It depends. The art of dependency management in Javascript

This is Part 1 of a series of blog posts I entitled “It depends. Harden your Javascript deployment process”, where I’d like to shed some light on how one can greatly minimize the risk of Javascript project development and deployment, using techniques and tools that are already widely used in other IT communities. Sadly, I came across many projects still missing these crucial building blocks. In most cases, such mistakes are not intentional, they’re caused by the lack of knowledge of how things work, and what traps to avoid. So I encourage you to read on, and keep an eye out on the upcoming posts in this series.

In short

Always lock and version-control your project’s dependency graph using either npm shrinkwrap (for older NPM versions), or make use of auto-generated lock files (for NPM 5+ or Yarn). Don’t get fooled by the fact of having exact dependency versions in package.json file.

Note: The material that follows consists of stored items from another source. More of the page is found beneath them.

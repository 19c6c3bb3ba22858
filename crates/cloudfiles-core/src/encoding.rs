//! Serde helpers for the JSON wire form.
//!
//! File bytes travel as standard base64 strings, the same shape clients
//! produce when they JSON-encode a byte array.

/// `#[serde(with = "base64_bytes")]` for [`bytes::Bytes`] fields.
pub mod base64_bytes {
    use base64::engine::general_purpose::STANDARD;
    use base64::Engine;
    use bytes::Bytes;
    use serde::{Deserialize, Deserializer, Serializer};

    pub fn serialize<S: Serializer>(data: &Bytes, serializer: S) -> Result<S::Ok, S::Error> {
        serializer.serialize_str(&STANDARD.encode(data))
    }

    pub fn deserialize<'de, D: Deserializer<'de>>(deserializer: D) -> Result<Bytes, D::Error> {
        let encoded = Option::<String>::deserialize(deserializer)?.unwrap_or_default();
        STANDARD
            .decode(encoded.as_bytes())
            .map(Bytes::from)
            .map_err(serde::de::Error::custom)
    }
}

#[cfg(test)]
mod tests {
    use bytes::Bytes;
    use serde::{Deserialize, Serialize};

    #[derive(Debug, Serialize, Deserialize, PartialEq)]
    struct Blob {
        #[serde(with = "super::base64_bytes")]
        data: Bytes,
    }

    #[test]
    fn test_encodes_as_base64() {
        let blob = Blob {
            data: Bytes::from_static(b"hello"),
        };
        let json = serde_json::to_string(&blob).unwrap();
        assert_eq!(json, r#"{"data":"aGVsbG8="}"#);
    }

    #[test]
    fn test_null_decodes_as_empty() {
        let blob: Blob = serde_json::from_str(r#"{"data":null}"#).unwrap();
        assert!(blob.data.is_empty());
    }

    #[test]
    fn test_rejects_invalid_base64() {
        assert!(serde_json::from_str::<Blob>(r#"{"data":"***"}"#).is_err());
    }
}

Javascript and dependency hell

We all know these jokes about dependency management in Javascript, right? Even if you’re not a JS developer by day, you must have heard some of them. The infamous node_modules directory that contains thousands of packages even for the simplest webpage sprinkled with tiny amount of Javascript, npm install that takes ages to download half of the Internet, packages where the amount of infrastructure code (package.json, dotfiles etc.) is a couple of times bigger than the actual package code (ill-famed leftpad and other single-function packages), various package managers, as in:

- What’s Yarn/Bower?
- Package manager for Javascript.
- How to install it?
- Via NPM.
- What’s NPM?
- Package manager for Javascript.

…and so on and so forth. But the fact is, you need dependencies in order not to reinvent the wheel and to be able to use dedicated, proven, well-tested libraries and tools that somebody has already authored. The trick is to keep your dependency tree in a known state and under your full control, which are often missing pieces in many projects.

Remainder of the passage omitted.